Görebildiğim kadarıyla Beşiktaş,  ligdeki konumu kesinleştiğinden, maça fazlaca asılmadı. Maça giden arkadaşlarla maç sonu yaptığım telefon görüşmelerinde İstanbulspor’un da maçı kazanmak için çok fazla çaba sarf etmediğini öğrendim. Oysa Beşiktaş önünde alacakları 3 puan onları ateş hattının üst sınırına çekebilirdi.

Fenerbahçe’nin Ankaragücü’ne puan kaptıracağını tahmin ediyordum. Ama en fazla bir puan kaybeder diye düşünüyordum. Yenilgi herkes gibi benim için de süpriz oldu. Galatasaray’ın ise en azından bir puan alabileceğini tahmin ediyordum. Yenilmeleri benim için ayrı bir süpriz oldu. Allahtan, loto, toto, iddia gibi talih oyunlarından oynamıyorum. Tüm tahminlerim de yanılır, paramı sokağa atmış olurdum.

BIÇAK SIRTI DENGELER

Futbol dünyası,  tamamen “bıçak sırtı denge” dediğimiz türden dengelerle ayakta durmaya çalışıyor. Bu tür dengelerin başrol oyuncuları arasında önce hakemler sonra teknik adamlar ve futbolcular, en sonra da kulüp başkanı ve yöneticileri yer alıyor. Başarısızlığın hesabı önce bunlara kesiliyor.

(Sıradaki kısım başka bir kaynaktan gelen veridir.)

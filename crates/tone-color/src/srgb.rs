//! sRGB transfer function and 8-bit quantization.
//!
//! The last two steps of the pipeline: encode linear light with the sRGB
//! piecewise curve, then truncate to a byte.
//!
//! # Range
//!
//! - Input/Output: [0, 1]; values outside must be clamped by the caller
//!   (or use [`encode8`], which clamps before quantizing)
//!
//! # Reference
//!
//! IEC 61966-2-1:1999

use tone_math::Vec3;

/// sRGB OETF: Encodes linear light for display.
///
/// # Formula
///
/// ```text
/// if L <= 0.0031308:
///     V = L * 12.92
/// else:
///     V = 1.055 * L^(1/2.4) - 0.055
/// ```
///
/// Monotonic increasing on [0, 1], with `oetf(0) = 0` and `oetf(1) = 1`.
///
/// # Example
///
/// ```rust
/// use tone_color::srgb::oetf;
///
/// let encoded = oetf(0.214);
/// assert!((encoded - 0.5).abs() < 0.01);
/// ```
#[inline]
pub fn oetf(l: f32) -> f32 {
    if l <= 0.0031308 {
        l * 12.92
    } else {
        1.055 * l.powf(1.0 / 2.4) - 0.055
    }
}

/// sRGB EOTF: Decodes sRGB encoded values to linear light.
///
/// # Formula
///
/// ```text
/// if V <= 0.04045:
///     L = V / 12.92
/// else:
///     L = ((V + 0.055) / 1.055)^2.4
/// ```
#[inline]
pub fn eotf(v: f32) -> f32 {
    if v <= 0.04045 {
        v / 12.92
    } else {
        ((v + 0.055) / 1.055).powf(2.4)
    }
}

/// Applies the sRGB OETF to each channel of an RGB triplet.
#[inline]
pub fn oetf_rgb(rgb: Vec3) -> Vec3 {
    Vec3::new(oetf(rgb.x), oetf(rgb.y), oetf(rgb.z))
}

/// Quantizes a display-referred value to a byte.
///
/// Clamps to [0, 1] and truncates `x * 255.99` toward zero: an input of
/// exactly 1.0 yields 255, and quantization boundaries sit where the
/// original scheme put them (truncating, not rounding-to-nearest).
///
/// # Example
///
/// ```rust
/// use tone_color::srgb::quantize8;
///
/// assert_eq!(quantize8(0.0), 0);
/// assert_eq!(quantize8(1.0), 255);
/// assert_eq!(quantize8(2.0), 255);
/// ```
#[inline]
pub fn quantize8(x: f32) -> u8 {
    (x.clamp(0.0, 1.0) * 255.99) as u8
}

/// Gamma-encodes and quantizes one linear channel.
///
/// Equivalent to `quantize8(oetf(l))` with the clamp happening after the
/// transfer function, matching the pipeline's encode-clamp-quantize order.
#[inline]
pub fn encode8(l: f32) -> u8 {
    quantize8(oetf(l))
}

#[cfg(test)]
mod tests {
    use super::*;

    #[test]
    fn test_oetf_boundaries() {
        assert_eq!(oetf(0.0), 0.0);
        assert!((oetf(1.0) - 1.0).abs() < 1e-6);
    }

    #[test]
    fn test_oetf_monotonic() {
        let mut prev = -1.0;
        for i in 0..=1000 {
            let v = oetf(i as f32 / 1000.0);
            assert!(v > prev, "oetf not monotonic at {}", i);
            prev = v;
        }
    }

    #[test]
    fn test_eotf_roundtrip() {
        for i in 0..=100 {
            let v = i as f32 / 100.0;
            let back = oetf(eotf(v));
            assert!((v - back).abs() < 1e-5, "v={}, back={}", v, back);
        }
    }

    #[test]
    fn test_quantize_boundaries() {
        assert_eq!(quantize8(0.0), 0);
        assert_eq!(quantize8(1.0), 255);
        assert_eq!(quantize8(-0.5), 0);
        assert_eq!(quantize8(1.5), 255);
        // truncation, not rounding
        assert_eq!(quantize8(0.00391), 1);
        assert_eq!(quantize8(0.00390), 0);
    }

    #[test]
    fn test_encode8_midpoint() {
        // sRGB curve at 0.5 linear encodes to ~0.7354, which truncates to 188
        assert_eq!(encode8(0.5), 188);
    }
}
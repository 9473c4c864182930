//! Integration tests for TONE-RS crates.
//!
//! End-to-end scenarios that cross crate boundaries: statistics feeding
//! operators, whole-pipeline conversions, and file round trips through
//! tone-io.
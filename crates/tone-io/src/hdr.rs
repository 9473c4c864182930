//! Radiance HDR (RGBE) reading.
//!
//! Decodes the classic `.hdr` format into a linear-light [`HdrImage`]:
//! a text header introduced by `#?`, a resolution line, then scanlines
//! of shared-exponent RGBE pixels, either flat or RLE-compressed.
//!
//! Only the common `32-bit_rle_rgbe` pixel format is supported; XYZE
//! files are rejected at the header.

use crate::{IoError, IoResult};
use std::fs::File;
use std::io::{BufRead, BufReader, Read};
use std::path::Path;
use tone_core::HdrImage;
use tracing::debug;

const HDR_MAGIC: &str = "#?";

/// Reads a Radiance HDR file into a linear-light image.
///
/// # Example
///
/// ```rust,ignore
/// let img = tone_io::hdr::read("memorial.hdr")?;
/// ```
pub fn read<P: AsRef<Path>>(path: P) -> IoResult<HdrImage> {
    let file = File::open(path.as_ref())?;
    let img = decode(BufReader::new(file))?;
    debug!(
        width = img.width(),
        height = img.height(),
        path = %path.as_ref().display(),
        "loaded radiance hdr"
    );
    Ok(img)
}

/// Decodes a Radiance HDR stream.
pub fn decode<R: BufRead>(mut reader: R) -> IoResult<HdrImage> {
    let (width, height) = read_header(&mut reader)?;
    let data = read_pixels(&mut reader, width as usize, height as usize)?;
    HdrImage::from_data(width, height, data)
        .map_err(|e| IoError::DecodeError(e.to_string()))
}

fn read_header<R: BufRead>(reader: &mut R) -> IoResult<(u32, u32)> {
    let mut line = String::new();

    reader.read_line(&mut line)?;
    if !trim_line(&line).starts_with(HDR_MAGIC) {
        return Err(IoError::InvalidFile("HDR magic not found".into()));
    }

    loop {
        line.clear();
        let bytes = reader.read_line(&mut line)?;
        if bytes == 0 {
            return Err(IoError::InvalidFile("missing HDR resolution line".into()));
        }
        let line = trim_line(&line);

        if line.is_empty() || line.starts_with('#') {
            continue;
        }

        if line.starts_with('+') || line.starts_with('-') {
            return parse_resolution(line)
                .ok_or_else(|| IoError::InvalidFile("invalid HDR resolution line".into()));
        }

        if let Some((key, value)) = line.split_once('=') {
            if key.trim().eq_ignore_ascii_case("FORMAT") {
                let value = value.trim();
                if !value.eq_ignore_ascii_case("32-bit_rle_rgbe") {
                    return Err(IoError::InvalidFile(format!(
                        "unsupported HDR pixel format: {}",
                        value
                    )));
                }
            }
            // other header fields (EXPOSURE, SOFTWARE, ...) are ignored
        }
    }
}

/// Parses a resolution line such as `-Y 768 +X 1024`.
///
/// Only the axis magnitudes matter here; flipped orientations are read
/// in file order.
fn parse_resolution(line: &str) -> Option<(u32, u32)> {
    let parts: Vec<&str> = line.split_whitespace().collect();
    if parts.len() != 4 {
        return None;
    }

    let mut width = 0u32;
    let mut height = 0u32;

    for i in (0..4).step_by(2) {
        let axis = parts[i];
        let value: u32 = parts.get(i + 1)?.parse().ok()?;

        if axis.ends_with('X') {
            width = value;
        } else if axis.ends_with('Y') {
            height = value;
        }
    }

    if width > 0 && height > 0 {
        Some((width, height))
    } else {
        None
    }
}

fn read_pixels<R: Read>(reader: &mut R, width: usize, height: usize) -> IoResult<Vec<f32>> {
    let mut first = [0u8; 4];
    reader.read_exact(&mut first)?;

    // adaptive-RLE scanlines announce themselves with [2, 2, hi, lo]
    let use_rle = (8..=0x7fff).contains(&width)
        && first[0] == 2
        && first[1] == 2
        && ((first[2] as usize) << 8 | first[3] as usize) == width;

    let mut rgbe = vec![0u8; width * height * 4];

    if use_rle {
        let mut scanline = vec![0u8; width * 4];
        decode_rle_scanline(reader, width, &mut scanline, first)?;
        rgbe[0..width * 4].copy_from_slice(&scanline);

        for y in 1..height {
            let mut header = [0u8; 4];
            reader.read_exact(&mut header)?;
            decode_rle_scanline(reader, width, &mut scanline, header)?;
            let offset = y * width * 4;
            rgbe[offset..offset + width * 4].copy_from_slice(&scanline);
        }
    } else {
        rgbe[0..4].copy_from_slice(&first);
        reader.read_exact(&mut rgbe[4..])?;
    }

    let mut data = Vec::with_capacity(width * height * 3);
    for chunk in rgbe.chunks_exact(4) {
        let (r, g, b) = rgbe_to_f32(chunk[0], chunk[1], chunk[2], chunk[3]);
        data.push(r);
        data.push(g);
        data.push(b);
    }

    Ok(data)
}

fn decode_rle_scanline<R: Read>(
    reader: &mut R,
    width: usize,
    out: &mut [u8],
    header: [u8; 4],
) -> IoResult<()> {
    if header[0] != 2 || header[1] != 2 {
        return Err(IoError::InvalidFile("HDR RLE header invalid".into()));
    }
    let encoded_width = ((header[2] as usize) << 8) | (header[3] as usize);
    if encoded_width != width {
        return Err(IoError::InvalidFile("HDR RLE width mismatch".into()));
    }

    // channels are stored planar within the scanline: R run, G run, B run, E run
    let mut channel = vec![0u8; width];
    for c in 0..4 {
        let mut idx = 0usize;
        while idx < width {
            let mut count = [0u8; 1];
            reader.read_exact(&mut count)?;
            let count = count[0] as usize;
            if count > 128 {
                let run = count - 128;
                if idx + run > width {
                    return Err(IoError::InvalidFile("HDR RLE run overflows scanline".into()));
                }
                let mut value = [0u8; 1];
                reader.read_exact(&mut value)?;
                channel[idx..idx + run].fill(value[0]);
                idx += run;
            } else {
                if idx + count > width {
                    return Err(IoError::InvalidFile("HDR RLE run overflows scanline".into()));
                }
                reader.read_exact(&mut channel[idx..idx + count])?;
                idx += count;
            }
        }

        for x in 0..width {
            out[x * 4 + c] = channel[x];
        }
    }

    Ok(())
}

/// Decodes one shared-exponent RGBE pixel to linear floats.
#[inline]
fn rgbe_to_f32(r: u8, g: u8, b: u8, e: u8) -> (f32, f32, f32) {
    if e == 0 {
        return (0.0, 0.0, 0.0);
    }
    let exp = (e as i32) - 136;
    let f = 2.0_f32.powi(exp);
    (r as f32 * f, g as f32 * f, b as f32 * f)
}

fn trim_line(line: &str) -> &str {
    line.trim_end_matches(&['\r', '\n'][..])
}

Geçen hafta Fenerbahçe’yi 5-1 gibi farklı bir skorla yenen GS takımının teknik direktörü Hagi bu hafta medya tarafından derhal infaz edildi. Elindeki dar kadro ile GS’yı ligin sonuna kadar iddialı bir konumda tutmayı başaran Hagi’yi alkışlamak kimsenin aklına gelmedi. Üstelik bir de Türkiye kupası kazanmış olması çok çabuk unutuldu. Medya aslında Hagi’yi geçtiğimiz hafta asmaya hazırlanmıştı. Kupa maçı finalinde Ribery ve Necati’yi oyundan aldıktan sonra bir gol yese, Hagi daha o maçta infaz edilecekti. Tam tersi olunca medya cellatlarının hevesi kursaklarında kaldı.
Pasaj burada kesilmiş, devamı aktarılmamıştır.